Glen particularly welcomes the "significant progress" that had been made on embedding out of hospital care. He notes that when he first joined Wye Valley, the trust was on the verge of letting their community service contracts go. He made sure the trust continued to provide these community health services because of the long term need to invest in population health and focus on the wider determinants of health. He also ensured that resources that were in the trust’s contract for acute services were redirected to expand primary and community services.

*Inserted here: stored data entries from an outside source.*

//! The VAR model entity.

use std::sync::Arc;

use macrometrics_estimated::{Estimated, SampleIndex, SampleLayout};
use macrometrics_types::{MacroError, Result, TimeSeries, check_series_spacing};
use ndarray::{Array1, Array2, ArrayView1, Axis, Slice};

use crate::validate;
use crate::{VarConfig, VarParameters};

/// A vector autoregression of order `p` over `n` variables:
///
/// ```text
/// y_t = b0 + B·[y_{t-1}, …, y_{t-p}] + ε_t,    ε_t ~ (0, Sigma)
/// ```
///
/// The parameters are [`Estimated`] quantities, so the same model holds
/// pinned values, point estimates or posterior draws. A model is immutable;
/// re-estimating produces a new one. The observation data is shared through
/// an [`Arc`] and only read.
#[derive(Debug)]
pub struct VarModel<D, M = ()> {
    n: usize,
    p: usize,
    b: Estimated<M>,
    b0: Estimated<M>,
    sigma: Estimated<M>,
    data: Arc<D>,
    interval: Option<f64>,
    layout: Option<SampleLayout>,
    config: VarConfig,
}

impl<D: TimeSeries, M> VarModel<D, M> {
    /// Builds a model with the default [`VarConfig`].
    ///
    /// # Errors
    ///
    /// See [`Self::with_config`].
    pub fn new(
        n: usize,
        p: usize,
        b: Estimated<M>,
        b0: Estimated<M>,
        sigma: Estimated<M>,
        data: Arc<D>,
    ) -> Result<Self> {
        Self::with_config(n, p, b, b0, sigma, data, VarConfig::default())
    }

    /// Builds a model, validating every structural invariant.
    ///
    /// # Errors
    ///
    /// - [`MacroError::DimensionMismatch`] if `n` is zero, `p` is too large
    ///   to index, a parameter has
    ///   the wrong shape, or the data has too few observations or the wrong
    ///   dimension.
    /// - [`MacroError::ShapeMismatch`] if sampled parameters disagree on
    ///   their draw/chain layout.
    /// - [`MacroError::Spacing`] if a row has no timestamp, or the
    ///   observations are not regularly spaced in chronological order.
    /// - [`MacroError::InvalidCovariance`] if a draw of `sigma` is not
    ///   symmetric positive semi-definite.
    /// - [`MacroError::InvalidArgument`] if the config is out of range.
    #[tracing::instrument(level = "debug", skip(b, b0, sigma, data, config), fields(observations = data.len()))]
    pub fn with_config(
        n: usize,
        p: usize,
        b: Estimated<M>,
        b0: Estimated<M>,
        sigma: Estimated<M>,
        data: Arc<D>,
        config: VarConfig,
    ) -> Result<Self> {
        config.validate()?;
        if n == 0 {
            return Err(MacroError::dimension("n", "at least one variable", n));
        }

        let lagged = n
            .checked_mul(p)
            .ok_or_else(|| MacroError::dimension("p", format!("n·p to fit in usize for n = {n}"), p))?;
        let min_len = p
            .checked_add(1)
            .ok_or_else(|| MacroError::dimension("p", "p + 1 to fit in usize", p))?;

        validate::param_shape("B", &b, &[n, lagged])?;
        validate::param_shape("b0", &b0, &[n])?;
        validate::param_shape("Sigma", &sigma, &[n, n])?;
        let layout = validate::common_layout(&[&b, &b0, &sigma])?;

        if data.len() < min_len {
            return Err(MacroError::dimension(
                "observations",
                format!("at least {min_len}"),
                data.len(),
            ));
        }
        if data.dim() != n {
            return Err(MacroError::dimension("observation dimension", n, data.dim()));
        }

        let interval = check_series_spacing(&*data, &config.spacing)?;

        if config.check_covariance {
            validate::covariance_draws(&sigma, config.covariance_tolerance)?;
        }

        tracing::debug!(
            n,
            p,
            observations = data.len(),
            b = %b.kind(),
            b0 = %b0.kind(),
            sigma = %sigma.kind(),
            "constructed VAR model"
        );

        Ok(Self {
            n,
            p,
            b,
            b0,
            sigma,
            data,
            interval,
            layout,
            config,
        })
    }

    /// Number of variables.
    #[must_use]
    pub const fn n(&self) -> usize {
        self.n
    }

    /// Lag order.
    #[must_use]
    pub const fn p(&self) -> usize {
        self.p
    }

    /// Lag coefficients, parameter shape `n × n·p`.
    #[must_use]
    pub const fn b(&self) -> &Estimated<M> {
        &self.b
    }

    /// Intercept, parameter shape `n`.
    #[must_use]
    pub const fn b0(&self) -> &Estimated<M> {
        &self.b0
    }

    /// Disturbance covariance, parameter shape `n × n`.
    #[must_use]
    pub const fn sigma(&self) -> &Estimated<M> {
        &self.sigma
    }

    /// The shared observation data.
    #[must_use]
    pub const fn data(&self) -> &Arc<D> {
        &self.data
    }

    /// Interval between consecutive observations, or None for a single one.
    #[must_use]
    pub const fn interval(&self) -> Option<f64> {
        self.interval
    }

    /// The settings the model was built with.
    #[must_use]
    pub const fn config(&self) -> &VarConfig {
        &self.config
    }

    /// Draw/chain layout shared by the sampled parameters, if any.
    #[must_use]
    pub const fn layout(&self) -> Option<SampleLayout> {
        self.layout
    }

    /// Number of parameter realizations: 1 unless some parameter is sampled.
    #[must_use]
    pub const fn num_samples(&self) -> usize {
        match self.layout {
            Some(layout) => layout.num_samples(),
            None => 1,
        }
    }

    /// Concrete parameters for one draw; point parameters ignore `sample`.
    ///
    /// # Errors
    ///
    /// Returns [`MacroError::DimensionMismatch`] if `sample` is outside the
    /// model's layout.
    pub fn realize(&self, sample: SampleIndex) -> Result<VarParameters> {
        VarParameters::realize(&self.b, &self.b0, &self.sigma, sample)
    }

    /// Evaluates `y_t = b0 + B·ỹ_{t-1} + ε_t` for one draw.
    ///
    /// # Errors
    ///
    /// Returns [`MacroError::DimensionMismatch`] if `sample` is out of range
    /// or `lags`/`eps` have the wrong length.
    pub fn step(
        &self,
        sample: SampleIndex,
        lags: ArrayView1<'_, f64>,
        eps: ArrayView1<'_, f64>,
    ) -> Result<Array1<f64>> {
        self.realize(sample)?.step(lags, eps)
    }

    /// Stacked lag history `[y_{t-1}, …, y_{t-p}]` from the model's data.
    ///
    /// # Errors
    ///
    /// Returns [`MacroError::DimensionMismatch`] unless `p <= t < len`.
    pub fn lag_history(&self, t: usize) -> Result<Array1<f64>> {
        let len = self.data.len();
        if t < self.p || t >= len {
            return Err(MacroError::dimension(
                "lag history",
                format!("{} <= t < {len}", self.p),
                t,
            ));
        }

        let mut lags = Array1::zeros(self.n * self.p);
        for k in 1..=self.p {
            let y = self.observation(t - k)?;
            lags.slice_axis_mut(Axis(0), Slice::from((k - 1) * self.n..k * self.n))
                .assign(&y);
        }
        Ok(lags)
    }

    /// In-sample residuals `y_t - b0 - B·ỹ_{t-1}` for `t = p..len`.
    ///
    /// Row `i` of the result belongs to observation `p + i`.
    ///
    /// # Errors
    ///
    /// Returns [`MacroError::DimensionMismatch`] if `sample` is out of range.
    pub fn residuals(&self, sample: SampleIndex) -> Result<Array2<f64>> {
        let params = self.realize(sample)?;
        let len = self.data.len();
        let mut residuals = Array2::zeros((len - self.p, self.n));
        for (row, t) in (self.p..len).enumerate() {
            let fitted = params.predict(self.lag_history(t)?.view())?;
            let y = self.observation(t)?;
            residuals.row_mut(row).assign(&(&y - &fitted));
        }
        Ok(residuals)
    }

    fn observation(&self, t: usize) -> Result<ArrayView1<'_, f64>> {
        self.data
            .observation(t)
            .ok_or_else(|| MacroError::dimension("observation index", self.data.len(), t))
    }
}

#[cfg(test)]
mod tests {
    use super::*;
    use macrometrics_types::{SpacingError, TimeSeriesFrame};
    use ndarray::{Array3, array};

    fn frame(index: Vec<f64>, values: Array2<f64>) -> Arc<TimeSeriesFrame<f64>> {
        Arc::new(TimeSeriesFrame::new(index, values).unwrap())
    }

    fn identity_model(data: Arc<TimeSeriesFrame<f64>>) -> Result<VarModel<TimeSeriesFrame<f64>>> {
        VarModel::new(
            2,
            1,
            Estimated::fixed(Array2::eye(2)),
            Estimated::fixed(Array1::zeros(2)),
            Estimated::fixed(Array2::eye(2)),
            data,
        )
    }

    #[test]
    fn test_accessors() {
        let data = frame(vec![0.0, 1.0, 2.0], Array2::zeros((3, 2)));
        let model = identity_model(Arc::clone(&data)).unwrap();

        assert_eq!(model.n(), 2);
        assert_eq!(model.p(), 1);
        assert_eq!(model.b().param_shape(), &[2, 2]);
        assert_eq!(model.b0().param_shape(), &[2]);
        assert_eq!(model.sigma().param_shape(), &[2, 2]);
        assert_eq!(model.interval(), Some(1.0));
        assert_eq!(model.num_samples(), 1);
        assert!(model.layout().is_none());
        assert_eq!(model.config(), &VarConfig::default());
        assert!(Arc::ptr_eq(model.data(), &data));
    }

    #[test]
    fn test_rejects_zero_variables() {
        let data = frame(vec![0.0, 1.0], Array2::zeros((2, 0)));
        let result: Result<VarModel<_>> = VarModel::new(
            0,
            1,
            Estimated::fixed(Array2::zeros((0, 0))),
            Estimated::fixed(Array1::zeros(0)),
            Estimated::fixed(Array2::zeros((0, 0))),
            data,
        );
        assert!(matches!(
            result,
            Err(MacroError::DimensionMismatch { context: "n", .. })
        ));
    }

    #[test]
    fn test_rejects_unrepresentable_lag_order() {
        let data = frame(vec![0.0, 1.0, 2.0], Array2::zeros((3, 2)));
        let build = |p| {
            VarModel::<_, ()>::new(
                2,
                p,
                Estimated::fixed(Array2::eye(2)),
                Estimated::fixed(Array1::zeros(2)),
                Estimated::fixed(Array2::eye(2)),
                Arc::clone(&data),
            )
        };

        assert!(matches!(
            build(usize::MAX),
            Err(MacroError::DimensionMismatch { context: "p", .. })
        ));
        assert!(matches!(
            build(usize::MAX / 2 + 1),
            Err(MacroError::DimensionMismatch { context: "p", .. })
        ));
    }

    #[test]
    fn test_rejects_short_data() {
        let data = frame(vec![0.0], Array2::zeros((1, 2)));
        assert!(matches!(
            identity_model(data),
            Err(MacroError::DimensionMismatch { context: "observations", .. })
        ));
    }

    #[test]
    fn test_rejects_wrong_observation_dimension() {
        let data = frame(vec![0.0, 1.0, 2.0], Array2::zeros((3, 3)));
        assert!(matches!(
            identity_model(data),
            Err(MacroError::DimensionMismatch { context: "observation dimension", .. })
        ));
    }

    #[test]
    fn test_rejects_unordered_data() {
        let data = frame(vec![2.0, 1.0, 0.0], Array2::zeros((3, 2)));
        assert!(matches!(
            identity_model(data),
            Err(MacroError::Spacing(SpacingError::NotChronological { index: 0 }))
        ));
    }

    #[test]
    fn test_rejects_mixed_layouts() {
        let data = frame(vec![0.0, 1.0, 2.0], Array2::zeros((3, 1)));
        let result = VarModel::new(
            1,
            1,
            Estimated::bayesian(Array3::<f64>::zeros((1, 1, 4)), ()).unwrap(),
            Estimated::bayesian(Array2::<f64>::zeros((1, 5)), ()).unwrap(),
            Estimated::fixed(Array2::eye(1)),
            data,
        );
        assert!(matches!(result, Err(MacroError::ShapeMismatch { .. })));
    }

    #[test]
    fn test_covariance_check_can_be_disabled() {
        let data = frame(vec![0.0, 1.0, 2.0], Array2::zeros((3, 1)));
        let sigma = || Estimated::fixed(array![[-1.0]]);
        let build = |config| {
            VarModel::<_, ()>::with_config(
                1,
                1,
                Estimated::fixed(array![[0.5]]),
                Estimated::fixed(array![0.0]),
                sigma(),
                Arc::clone(&data),
                config,
            )
        };

        assert!(matches!(
            build(VarConfig::default()),
            Err(MacroError::InvalidCovariance { sample: 0, .. })
        ));
        assert!(build(VarConfig::default().without_covariance_check()).is_ok());
    }

    #[test]
    fn test_lag_history_order() {
        // y_t[j] = 10t + j
        let values = Array2::from_shape_fn((4, 2), |(t, j)| (10 * t + j) as f64);
        let data = frame(vec![0.0, 1.0, 2.0, 3.0], values);
        let model = VarModel::<_, ()>::new(
            2,
            2,
            Estimated::fixed(Array2::zeros((2, 4))),
            Estimated::fixed(Array1::zeros(2)),
            Estimated::fixed(Array2::eye(2)),
            data,
        )
        .unwrap();

        assert_eq!(model.lag_history(3).unwrap(), array![20.0, 21.0, 10.0, 11.0]);
        assert_eq!(model.lag_history(2).unwrap(), array![10.0, 11.0, 0.0, 1.0]);
        assert!(model.lag_history(1).is_err());
        assert!(model.lag_history(4).is_err());
    }

    #[test]
    fn test_residuals_shape() {
        let data = frame(vec![0.0, 1.0, 2.0], array![[1.0, 2.0], [1.0, 2.0], [3.0, 3.0]]);
        let model = identity_model(data).unwrap();
        let residuals = model.residuals(SampleIndex::default()).unwrap();

        assert_eq!(residuals.dim(), (2, 2));
        assert_eq!(residuals.row(0), array![0.0, 0.0]);
        assert_eq!(residuals.row(1), array![2.0, 1.0]);
    }
}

Glen highlights the group's commitment to "involving primary care in leadership" as well as the Group's willingness to take on the system's financial risk and consulting their primary care colleagues every step of the way. To make the lead provider model work, he reflects that you need to show partners that you will invest in the system priorities to demonstrate the true nature of the partnership.  


Sharing lessons learned 

Glen offers this advice for those looking to move to more collaborative ways of working, "Don't try and design an end game situation...because everything keeps changing. The key enabler is to focus on incremental improvements." The group model has enabled Glen and colleagues to move forward quickly and realise benefits for patients sooner, without needing to go down the more formal route of mergers or acquisitions. 

Glen notes that he personally didn't want to get distracted by a "huge load of governance and reorganisation. It was about connecting three organisations as simply as we could and supporting the frontline to get on and do things". In particular, he highlights the need to maintain the individual identities of the organisations involved, and the importance of co-producing strategic and operational plans tailored to each organisation, which were key to keeping staff on board.  


National policy to support collaboration across providers and their partners 

Glen expresses his hope that budgets and decision making will be delegated down to place. He saw this role evolving over time, with a narrow range of decisions being taken by the place based partnership initially, with the scope to take on more as they demonstrated their credentials. This shouldn't be a one-way, irreversible process though, Glen warns "ICSs should have the ability to reverse it if goes wrong as well as ensure that those place-based leads do a good job".  

He also highlights the difficulties the two NHS trusts in the Foundation Group faced in accessing capital, compared to the process for the foundation trust. He hopes that being part of a high-performing group will allow non-foundation trusts greater autonomy in accessing capital investment. This would be a great way of incentivising more trusts to join a group.